Thursday, April 19, 2007

Where art thou from, Mitochondria?

At a Darwin vs Design conference at Southern Methodist University the other day, some protesters held up a banner asking “Why do the ribosomes (protein synthesizing machinery) in our mitochondria match those of bacteria?”. William Dembski has two major points to make against this banner:

1. ...the more interesting question for me is what causal powers were required to produce ribosomes in the first place.
This is, of course, a very common IDist type of question which is usually followed by a certain type of statement. E.g., since science has yet to produce a satisfactory explanation of something complex (the question [that actually doesn't read like a question the way I wrote it - never mind]) it automatically means that something intelligent designed it (the statement). Nothing new under the Sun here.

2. Since I’m happy for the sake of argument to allow common descent, ... But the poster, even taken on its own terms, is problematic. Eukaryotic, prokaryotic, and mitochondrial ribosomes are all quite different (see here), and it’s not clear whether mitoribosomes, as they’re called, are closer to prokaryotic than to eukaryotic ribosomes by any reasonable metric. In any case, to say that bacterial (prokaryotic) ribosomes “match” mitoribosomes seems false on any reasonable construal of the term.
Interestingly, the link he provides has no sources after 1996, which means a 1998 paper that examined various DNA sequences found that the alpha-protobactrium Ricksettsia had the best match to mitochondria.

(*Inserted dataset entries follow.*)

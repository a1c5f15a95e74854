//! The fixed cookie catalog.

use std::fmt;
use std::str::FromStr;
use std::time::Duration;

use serde::{Deserialize, Serialize};

#[derive(Debug, Clone, Copy, Serialize, Deserialize, PartialEq, Eq, Hash)]
pub enum Shape {
    Triangle,
    Circle,
    Star,
    Umbrella,
}

/// Catalog order doubles as the campaign order (level 1 carves a triangle).
pub const CATALOG: [Shape; 4] = [Shape::Triangle, Shape::Circle, Shape::Star, Shape::Umbrella];

impl Shape {
    /// Position in [`CATALOG`].
    pub fn index(&self) -> usize {
        *self as usize
    }

    pub fn name(&self) -> &'static str {
        match self {
            Shape::Triangle => "Triangle",
            Shape::Circle => "Circle",
            Shape::Star => "Star",
            Shape::Umbrella => "Umbrella",
        }
    }

    /// Coins paid for a completed carve.
    pub fn reward(&self) -> u64 {
        match self {
            Shape::Triangle => 10_000,
            Shape::Circle => 25_000,
            Shape::Star => 40_000,
            Shape::Umbrella => 75_000,
        }
    }

    /// Carving window under time-limited rules. Harder shapes get less time.
    pub fn time_limit(&self) -> Duration {
        let secs = match self {
            Shape::Triangle => 10,
            Shape::Circle => 7,
            Shape::Star => 5,
            Shape::Umbrella => 3,
        };
        Duration::from_secs(secs)
    }

    /// Shape for a campaign level (1-based). `None` once every cookie has been carved.
    pub fn for_level(level: u32) -> Option<Shape> {
        let index = usize::try_from(level.checked_sub(1)?).ok()?;
        CATALOG.get(index).copied()
    }
}

impl fmt::Display for Shape {
    fn fmt(&self, f: &mut fmt::Formatter<'_>) -> fmt::Result {
        f.write_str(self.name())
    }
}

impl FromStr for Shape {
    type Err = String;

    fn from_str(s: &str) -> Result<Self, Self::Err> {
        CATALOG
            .iter()
            .copied()
            .find(|shape| shape.name().eq_ignore_ascii_case(s.trim()))
            .ok_or_else(|| format!("unknown shape: {}", s))
    }
}

#[cfg(test)]
mod tests {
    use super::*;

    #[test]
    fn campaign_levels_map_onto_catalog() {
        assert_eq!(Shape::for_level(0), None);
        assert_eq!(Shape::for_level(1), Some(Shape::Triangle));
        assert_eq!(Shape::for_level(4), Some(Shape::Umbrella));
        assert_eq!(Shape::for_level(5), None);
    }

    #[test]
    fn index_matches_catalog_position() {
        for (i, shape) in CATALOG.iter().enumerate() {
            assert_eq!(shape.index(), i);
        }
    }

    #[test]
    fn parses_names_case_insensitively() {
        assert_eq!("star".parse::<Shape>(), Ok(Shape::Star));
        assert_eq!("UMBRELLA".parse::<Shape>(), Ok(Shape::Umbrella));
        assert!("hexagon".parse::<Shape>().is_err());
    }

    #[test]
    fn time_limits_stay_within_three_to_ten_seconds() {
        for shape in CATALOG {
            let secs = shape.time_limit().as_secs();
            assert!((3..=10).contains(&secs), "{} has {}s", shape, secs);
        }
    }
}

Was it a "match" (as required by Dembski)? It was the best match that had been obtained so far. Given that Dembski is happy to allow for common descent I would say that that makes for a reasonable metric.

Even though the protestors seemed to think that the question "Why do the ribosomes (protein synthesizing machinery) in our mitochondria match those of bacteria?” was evidence against ID, this is NOT the case. In fact, no possible observation can count as evidence against ID - and this is, of course, why ID is totally vacuous.